Discussion in 'Science Fiction & Fantasy' started by Scroogourner, Jul 12, 2013.
Works for me about as well as an underwater portal that spits out monsters does.
I saw Pacific Rim in theatre. It's cartoony, but it set up and played by its cartoony universe's rules quite solidly and was everything a movie about giant robots punching monsters needed to be. The "neural bridge" was a great hook for the partnership-dynamic plot at the heart of the action, and the action itself delivered and then some for anyone who loves the heck out of watching giant robots punch monsters.
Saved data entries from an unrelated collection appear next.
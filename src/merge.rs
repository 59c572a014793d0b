//! Three-way merge classification.
//!
//! Given the split point, the current head and the merge target, every file
//! present in any of the three snapshots is classified by comparing blob ids.
//! Files whose outcome is "keep what head has" produce no [`Resolution`].

use std::collections::{BTreeMap, BTreeSet};

use crate::{commit::Commit, object_id::ObjectId};

/// How a single file is resolved when it cannot simply stay as head has it.
#[derive(PartialEq, Eq, Debug, Clone, Copy)]
pub enum Resolution {
    /// Stage the target's blob and write it into the working directory.
    TakeTarget(ObjectId),
    /// Head still has the split version and the target deleted the file.
    Remove,
    /// Both sides changed the file differently. `None` stands for a side
    /// that deleted it.
    Conflict {
        head: Option<ObjectId>,
        target: Option<ObjectId>,
    },
}

/// Classifies one file given its blob in the split, head and target
/// snapshots.
pub fn classify(
    split: Option<ObjectId>,
    head: Option<ObjectId>,
    target: Option<ObjectId>,
) -> Option<Resolution> {
    if head == target || target == split {
        // converged edits, or nothing to take from the target
        return None;
    }
    match (split, head, target) {
        (_, h, Some(t)) if h == split => Some(Resolution::TakeTarget(t)),
        (_, _, None) if head == split => Some(Resolution::Remove),
        // head deleted a file the target went on to change
        (Some(_), None, Some(t)) => Some(Resolution::TakeTarget(t)),
        _ => Some(Resolution::Conflict { head, target }),
    }
}

/// The resolutions for every file that needs one, keyed by file name.
pub fn plan(split: &Commit, head: &Commit, target: &Commit) -> BTreeMap<String, Resolution> {
    let names: BTreeSet<&String> = split
        .files()
        .keys()
        .chain(head.files().keys())
        .chain(target.files().keys())
        .collect();
    let mut resolutions = BTreeMap::new();
    for name in names {
        let resolution = classify(split.blob(name), head.blob(name), target.blob(name));
        log::debug!("merge classified {} as {:?}", name, resolution);
        if let Some(resolution) = resolution {
            resolutions.insert(name.clone(), resolution);
        }
    }
    resolutions
}

/// The file content written for a conflicted file.
pub fn conflict_content(head: &[u8], target: &[u8]) -> Vec<u8> {
    let mut out = Vec::with_capacity(head.len() + target.len() + 32);
    out.extend_from_slice(b"<<<<<<< HEAD\n");
    out.extend_from_slice(head);
    out.extend_from_slice(b"=======\n");
    out.extend_from_slice(target);
    out.extend_from_slice(b">>>>>>>\n");
    out
}

#[cfg(test)]
fn id(s: &str) -> Option<ObjectId> {
    Some(ObjectId::of_parts([s.as_bytes()]))
}

#[test]
fn test_classify_table() {
    use Resolution::*;
    let (s, h, t) = (id("split"), id("head"), id("target"));

    // never existed on either side any more
    assert_eq!(classify(s, None, None), None);
    // head deleted it, target changed it
    assert_eq!(classify(s, None, t), Some(TakeTarget(t.unwrap())));
    // head deleted it, target untouched
    assert_eq!(classify(s, None, s), None);
    // head changed it, target deleted it
    assert_eq!(classify(s, h, None), Some(Conflict { head: h, target: None }));
    // head untouched, target deleted it
    assert_eq!(classify(s, s, None), Some(Remove));
    // only head changed it
    assert_eq!(classify(s, h, s), None);
    // only target changed it
    assert_eq!(classify(s, s, t), Some(TakeTarget(t.unwrap())));
    // both made the same change
    assert_eq!(classify(s, h, h), None);
    // both changed it differently
    assert_eq!(classify(s, h, t), Some(Conflict { head: h, target: t }));
}

#[test]
fn test_classify_files_missing_from_split() {
    use Resolution::*;
    let (h, t) = (id("head"), id("target"));
    assert_eq!(classify(None, None, t), Some(TakeTarget(t.unwrap())));
    assert_eq!(classify(None, h, None), None);
    assert_eq!(classify(None, h, h), None);
    assert_eq!(classify(None, h, t), Some(Conflict { head: h, target: t }));
}

#[test]
fn test_plan_covers_union_of_snapshots() {
    use chrono::Utc;
    let initial = Commit::initial().unwrap();
    let snapshot = |files: &[(&str, &str)]| {
        let staged = files
            .iter()
            .map(|(name, content)| (name.to_string(), id(content).unwrap()))
            .collect();
        Commit::child(
            "snap",
            &initial,
            None,
            &staged,
            &BTreeSet::new(),
            Utc::now().fixed_offset(),
        )
        .unwrap()
    };
    let split = snapshot(&[("same", "1"), ("gone", "g"), ("edited", "e")]);
    let head = snapshot(&[("same", "1"), ("gone", "g"), ("edited", "e"), ("mine", "m")]);
    let target = snapshot(&[("same", "1"), ("edited", "e2"), ("theirs", "t")]);
    let resolutions = plan(&split, &head, &target);
    let expected: BTreeMap<String, Resolution> = [
        ("edited".to_string(), Resolution::TakeTarget(id("e2").unwrap())),
        ("gone".to_string(), Resolution::Remove),
        ("theirs".to_string(), Resolution::TakeTarget(id("t").unwrap())),
    ]
    .into();
    assert_eq!(resolutions, expected);
}

#[test]
fn test_conflict_content() {
    assert_eq!(
        conflict_content(b"mine\n", b""),
        b"<<<<<<< HEAD\nmine\n=======\n>>>>>>>\n".to_vec()
    );
}
use std::{
    env::current_dir,
    path::{Path, PathBuf},
    process::ExitCode,
};

use clap::{error::ErrorKind, Parser, Subcommand};
use lib::{Error, MergeOutcome, Repository};

#[derive(Parser, Debug)]
#[command(name = "revlet", about = "a small local revision control system")]
struct Arguments {
    #[arg(
        short = 'C',
        long = "dir",
        global = true,
        help = "run as if started in this directory"
    )]
    dir: Option<PathBuf>,
    #[clap(subcommand)]
    cmd: Command,
}

#[derive(Subcommand, Debug)]
enum Command {
    #[clap(about = "initialize a brand new repository")]
    Init,
    #[clap(about = "stage a file for the next commit")]
    Add { file: String },
    #[clap(about = "record the staged changes")]
    Commit { message: String },
    #[clap(about = "unstage a file, or stage its removal")]
    Rm { file: String },
    #[clap(
        about = "restore a file, or switch branches",
        long_about = "checkout -- <file> restores a file from the head commit, \
        checkout <commit> -- <file> restores it from the given commit and \
        checkout <branch> switches to a branch."
    )]
    Checkout {
        #[arg(required_unless_present = "file")]
        target: Option<String>,
        #[arg(last = true)]
        file: Option<String>,
    },
    #[clap(about = "show the history of the current branch")]
    Log,
    #[clap(name = "global-log", about = "show every commit ever made")]
    GlobalLog,
    #[clap(about = "print the ids of commits with the given message")]
    Find { message: String },
    #[clap(about = "create a branch at the current commit")]
    Branch { name: String },
    #[clap(name = "rm-branch", about = "delete a branch")]
    RmBranch { name: String },
    #[clap(about = "show branches, staged files and working directory changes")]
    Status,
    #[clap(about = "move the current branch to a commit and check it out")]
    Reset { commit: String },
    #[clap(about = "merge a branch into the current branch")]
    Merge { branch: String },
}

/// The result of one command, deciding what gets printed and how the
/// process exits.
enum Outcome {
    Success(String),
    /// Operands the command line parser could not rule out.
    Usage(&'static str),
    UserError(Error),
    Fatal(Error),
}

const INCORRECT_OPERANDS: &str = "Incorrect operands.";

impl From<lib::Result<Option<String>>> for Outcome {
    fn from(result: lib::Result<Option<String>>) -> Self {
        match result {
            Ok(Some(output)) => Outcome::Success(output),
            Ok(None) => Outcome::Usage(INCORRECT_OPERANDS),
            Err(err) if err.is_fatal() => Outcome::Fatal(err),
            Err(err) => Outcome::UserError(err),
        }
    }
}

/// Runs one command against the repository in `dir`, returning what it
/// prints, or `None` when its operands are unusable. State is flushed only
/// after the command succeeded.
fn run(cmd: Command, dir: &Path) -> lib::Result<Option<String>> {
    use Command::*;
    let mut repository = match cmd {
        Init => {
            Repository::init(dir)?;
            return Ok(Some(String::new()));
        }
        _ => Repository::open(dir)?,
    };
    let output = match cmd {
        // opening succeeded, so the directory is already a repository
        Init => return Err(Error::AlreadyInitialized),
        Add { file } => {
            repository.add(&file)?;
            String::new()
        }
        Commit { message } => {
            repository.commit(&message)?;
            String::new()
        }
        Rm { file } => {
            repository.rm(&file)?;
            String::new()
        }
        Checkout { target, file } => {
            match (target, file) {
                (None, Some(file)) => repository.checkout_file(&file)?,
                (Some(commit), Some(file)) => repository.checkout_file_in(&commit, &file)?,
                (Some(branch), None) => repository.checkout_branch(&branch)?,
                (None, None) => return Ok(None),
            }
            String::new()
        }
        Log => repository
            .log()?
            .iter()
            .map(|commit| format!("{}\n", commit))
            .collect(),
        GlobalLog => repository
            .global_log()?
            .iter()
            .map(|commit| format!("{}\n", commit))
            .collect(),
        Find { message } => repository
            .find(&message)?
            .iter()
            .map(|id| format!("{}\n", id))
            .collect(),
        Branch { name } => {
            repository.branch(&name)?;
            String::new()
        }
        RmBranch { name } => {
            repository.rm_branch(&name)?;
            String::new()
        }
        Status => repository.status()?.to_string(),
        Reset { commit } => {
            repository.reset(&commit)?;
            String::new()
        }
        Merge { branch } => match repository.merge(&branch)? {
            MergeOutcome::AlreadyMerged => {
                String::from("Given branch is an ancestor of the current branch.\n")
            }
            MergeOutcome::FastForwarded => String::from("Current branch fast-forwarded.\n"),
            MergeOutcome::Merged { conflict: true, .. } => {
                String::from("Encountered a merge conflict.\n")
            }
            MergeOutcome::Merged { conflict: false, .. } => String::new(),
        },
    };
    repository.flush()?;
    Ok(Some(output))
}

fn main() -> ExitCode {
    env_logger::init();

    let args = match Arguments::try_parse() {
        Ok(args) => args,
        Err(err) => {
            let message = match err.kind() {
                ErrorKind::DisplayHelp | ErrorKind::DisplayVersion => err.exit(),
                ErrorKind::MissingSubcommand
                | ErrorKind::DisplayHelpOnMissingArgumentOrSubcommand => "Please enter a command.",
                ErrorKind::InvalidSubcommand => "No command with that name exists.",
                _ => INCORRECT_OPERANDS,
            };
            log::debug!("rejected arguments: {}", err);
            println!("{}", message);
            return ExitCode::FAILURE;
        }
    };

    let dir = match args.dir.map_or_else(current_dir, Ok) {
        Ok(dir) => dir,
        Err(err) => {
            eprintln!("cannot determine the working directory: {}", err);
            return ExitCode::FAILURE;
        }
    };
    log::info!("running {:?} in {:?}", args.cmd, dir);

    match Outcome::from(run(args.cmd, &dir)) {
        Outcome::Success(output) => {
            print!("{}", output);
            ExitCode::SUCCESS
        }
        Outcome::Usage(message) => {
            println!("{}", message);
            ExitCode::FAILURE
        }
        Outcome::UserError(err) => {
            println!("{}", err);
            ExitCode::SUCCESS
        }
        Outcome::Fatal(err) => {
            eprintln!("fatal: {}", err);
            ExitCode::FAILURE
        }
    }
}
It won't be winning any awards for characterization anytime soon -- although Rinko Kikuchi and Charlie Hunnam filled out their niches just fine, Idris Elba [it was Idris Elba, wasn't it?] provided some added "oomph" as their mentor and I positively loved Ron Perlman's cameo -- but this is an unabashed action premise if there ever was one, and its as action that the movie succeeds.
Of course, succeeding as an action movie is about more than just having giant robots and a big effects budget. The characters were spare but well-enough realized to make us care what happened to them, the plot was simple but solidly-constructed enough to make the action meaningful, and the action itself was delivered with real verve and a sense of genuine excitement rather than just being an exercise in dulling the senses with repeated explosions. Without these things, Pacific Rim would be crap, just another numbing Michael Bay-style exercise in pyrotechnics. As it is, PR is pretty much the perfect type of what an action movie should be: ambitious but still well-crafted, simple without being stupid, energetic without being needlessly frenetic. [Also, in this movie I watched an improbably huge giant robot pick up an oil tanker and use it as a cudgel to beat the snot out of an equally improbably huge giant monster. Did that satisfy my inner 9-year old? Oh Hell yes.]
The only thing that kept me from scoring it an A-plus was the comic relief scientist duo, who were a bit grating.
If you look at the movie like a live-action anime then the comic relief characters are kind of a must.
I enjoyed the movie quite a bit but I cannot for the life of me understand all the excitement over big robots punching and fighting. Seems that I don't have an inner 9-year old that loves that stuff. I just thought it was a well done anime-style summer movie, something I've never seen done before.
Well, it's more like a kaiju film (e.g. the Godzilla and Gamera franchises, or a TV series like Ultraman or Super Sentai/Power Rangers), and those are almost always live action. And they usually do feature comic relief characters (although not so much the original Godzilla, which was a very dark allegory on nuclear weapons and their impact on Japan).
True, giant robots are more known as an anime trope, but there have been plenty in the live-action tokusatsu genre, such as Mechagodzilla, Moguera, and the various Sentai/Ranger Megazords.
I finally got around to seeing it on blu-ray last night. Wow. The fight scenes were incrediblly well done. They were frantic but you could actually follow what was going on unlike in the Transformer movies where it was a blur half the time. I wish there were a couple more battle scenes. Not enough giant monsters/robots for me.
I thought that Charlie Day and Ron Pearlman stole the movie. Burn Gorman was just a little too annoying for me but not overly so. Charlie Hunnam was dreadfullly dull though. I think I would've liked the movie more with someone else playing the character and I would've dropped the father/son duo. They really added nothing to the movie for me.
I give it a B. I really hope that there's a sequel.